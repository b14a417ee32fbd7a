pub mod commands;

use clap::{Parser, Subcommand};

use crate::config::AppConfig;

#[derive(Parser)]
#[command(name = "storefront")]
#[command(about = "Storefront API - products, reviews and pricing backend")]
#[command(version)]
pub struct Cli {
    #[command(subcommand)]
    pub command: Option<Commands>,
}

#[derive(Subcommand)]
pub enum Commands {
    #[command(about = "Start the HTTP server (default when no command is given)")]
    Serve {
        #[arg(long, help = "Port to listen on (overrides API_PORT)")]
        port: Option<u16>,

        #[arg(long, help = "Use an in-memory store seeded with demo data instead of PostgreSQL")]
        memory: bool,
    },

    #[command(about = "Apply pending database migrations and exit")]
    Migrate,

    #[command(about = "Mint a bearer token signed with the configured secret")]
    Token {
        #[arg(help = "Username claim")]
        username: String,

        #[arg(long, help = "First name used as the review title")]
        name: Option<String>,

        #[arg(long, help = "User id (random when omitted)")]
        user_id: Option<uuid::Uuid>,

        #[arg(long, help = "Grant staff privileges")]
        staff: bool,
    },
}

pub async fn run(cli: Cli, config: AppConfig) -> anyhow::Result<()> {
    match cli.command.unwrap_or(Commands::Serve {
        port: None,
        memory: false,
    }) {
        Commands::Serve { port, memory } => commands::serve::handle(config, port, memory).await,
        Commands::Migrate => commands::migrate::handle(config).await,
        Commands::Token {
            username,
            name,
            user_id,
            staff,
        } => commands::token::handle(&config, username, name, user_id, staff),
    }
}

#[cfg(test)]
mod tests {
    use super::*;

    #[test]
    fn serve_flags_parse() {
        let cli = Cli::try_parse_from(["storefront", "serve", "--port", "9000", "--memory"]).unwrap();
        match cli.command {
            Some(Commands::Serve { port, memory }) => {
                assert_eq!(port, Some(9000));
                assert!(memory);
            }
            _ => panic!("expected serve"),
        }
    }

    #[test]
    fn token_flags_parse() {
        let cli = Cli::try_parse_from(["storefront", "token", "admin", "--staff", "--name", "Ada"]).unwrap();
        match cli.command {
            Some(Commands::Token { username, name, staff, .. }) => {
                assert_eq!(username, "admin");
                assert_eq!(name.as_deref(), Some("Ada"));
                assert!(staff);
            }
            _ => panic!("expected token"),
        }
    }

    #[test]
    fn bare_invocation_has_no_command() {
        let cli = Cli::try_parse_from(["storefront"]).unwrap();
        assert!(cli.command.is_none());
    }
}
---
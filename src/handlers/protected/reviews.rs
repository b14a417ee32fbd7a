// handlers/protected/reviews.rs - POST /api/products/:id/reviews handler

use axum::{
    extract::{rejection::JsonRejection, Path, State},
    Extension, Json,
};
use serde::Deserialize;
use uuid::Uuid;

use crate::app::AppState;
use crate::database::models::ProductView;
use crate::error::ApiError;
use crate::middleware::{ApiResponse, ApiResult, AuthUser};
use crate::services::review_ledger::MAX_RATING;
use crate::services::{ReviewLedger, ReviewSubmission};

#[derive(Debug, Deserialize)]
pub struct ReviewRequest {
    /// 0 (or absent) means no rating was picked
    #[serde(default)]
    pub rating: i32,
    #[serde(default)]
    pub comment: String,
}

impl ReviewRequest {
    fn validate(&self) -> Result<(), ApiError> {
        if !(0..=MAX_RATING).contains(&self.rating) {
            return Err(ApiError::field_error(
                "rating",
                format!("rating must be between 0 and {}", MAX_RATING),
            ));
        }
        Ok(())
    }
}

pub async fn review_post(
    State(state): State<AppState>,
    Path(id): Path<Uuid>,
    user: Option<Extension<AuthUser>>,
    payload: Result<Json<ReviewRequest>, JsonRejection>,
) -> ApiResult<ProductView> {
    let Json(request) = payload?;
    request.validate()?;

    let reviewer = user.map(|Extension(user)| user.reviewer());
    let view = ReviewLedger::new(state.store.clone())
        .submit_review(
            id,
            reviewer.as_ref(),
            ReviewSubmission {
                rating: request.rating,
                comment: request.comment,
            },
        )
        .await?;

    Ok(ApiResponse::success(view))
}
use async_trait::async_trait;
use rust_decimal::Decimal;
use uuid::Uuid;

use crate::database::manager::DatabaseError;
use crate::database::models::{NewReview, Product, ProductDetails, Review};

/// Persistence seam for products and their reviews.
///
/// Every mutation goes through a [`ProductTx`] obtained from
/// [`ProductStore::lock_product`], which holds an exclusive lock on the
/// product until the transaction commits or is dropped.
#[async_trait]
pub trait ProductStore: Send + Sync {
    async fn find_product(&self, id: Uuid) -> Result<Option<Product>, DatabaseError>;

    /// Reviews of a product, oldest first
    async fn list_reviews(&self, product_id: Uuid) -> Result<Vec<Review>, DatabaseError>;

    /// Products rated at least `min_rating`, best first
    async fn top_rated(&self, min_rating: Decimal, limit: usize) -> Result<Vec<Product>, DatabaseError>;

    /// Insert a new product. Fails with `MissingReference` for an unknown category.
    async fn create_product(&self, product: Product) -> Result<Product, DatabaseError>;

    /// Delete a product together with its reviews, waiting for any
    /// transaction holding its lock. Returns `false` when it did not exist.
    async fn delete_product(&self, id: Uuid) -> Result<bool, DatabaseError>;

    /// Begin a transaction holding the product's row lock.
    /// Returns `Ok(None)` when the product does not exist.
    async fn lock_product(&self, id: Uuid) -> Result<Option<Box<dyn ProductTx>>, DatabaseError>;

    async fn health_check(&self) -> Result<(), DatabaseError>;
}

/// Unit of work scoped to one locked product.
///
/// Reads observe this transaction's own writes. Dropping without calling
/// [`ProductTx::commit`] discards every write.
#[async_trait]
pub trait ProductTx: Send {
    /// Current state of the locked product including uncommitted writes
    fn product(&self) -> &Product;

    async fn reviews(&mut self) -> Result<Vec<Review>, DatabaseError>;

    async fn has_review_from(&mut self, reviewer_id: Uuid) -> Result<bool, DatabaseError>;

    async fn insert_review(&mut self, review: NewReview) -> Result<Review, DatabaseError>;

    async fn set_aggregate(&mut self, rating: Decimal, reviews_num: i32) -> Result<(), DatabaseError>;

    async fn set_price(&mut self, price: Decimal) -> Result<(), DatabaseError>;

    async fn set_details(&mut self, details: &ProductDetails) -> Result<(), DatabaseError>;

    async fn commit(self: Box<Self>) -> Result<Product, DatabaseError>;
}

WORK ORDER:
Would you copy, unchanged, the stretch of the records above that begins at the line containing "async fn delete_product(&self, id: Uuid)" and ends at the line containing "async fn reviews(&mut", and only that?

YOUR RESPONSE:
    async fn delete_product(&self, id: Uuid) -> Result<bool, DatabaseError>;

    /// Begin a transaction holding the product's row lock.
    /// Returns `Ok(None)` when the product does not exist.
    async fn lock_product(&self, id: Uuid) -> Result<Option<Box<dyn ProductTx>>, DatabaseError>;

    async fn health_check(&self) -> Result<(), DatabaseError>;
}

/// Unit of work scoped to one locked product.
///
/// Reads observe this transaction's own writes. Dropping without calling
/// [`ProductTx::commit`] discards every write.
#[async_trait]
pub trait ProductTx: Send {
    /// Current state of the locked product including uncommitted writes
    fn product(&self) -> &Product;

    async fn reviews(&mut self) -> Result<Vec<Review>, DatabaseError>;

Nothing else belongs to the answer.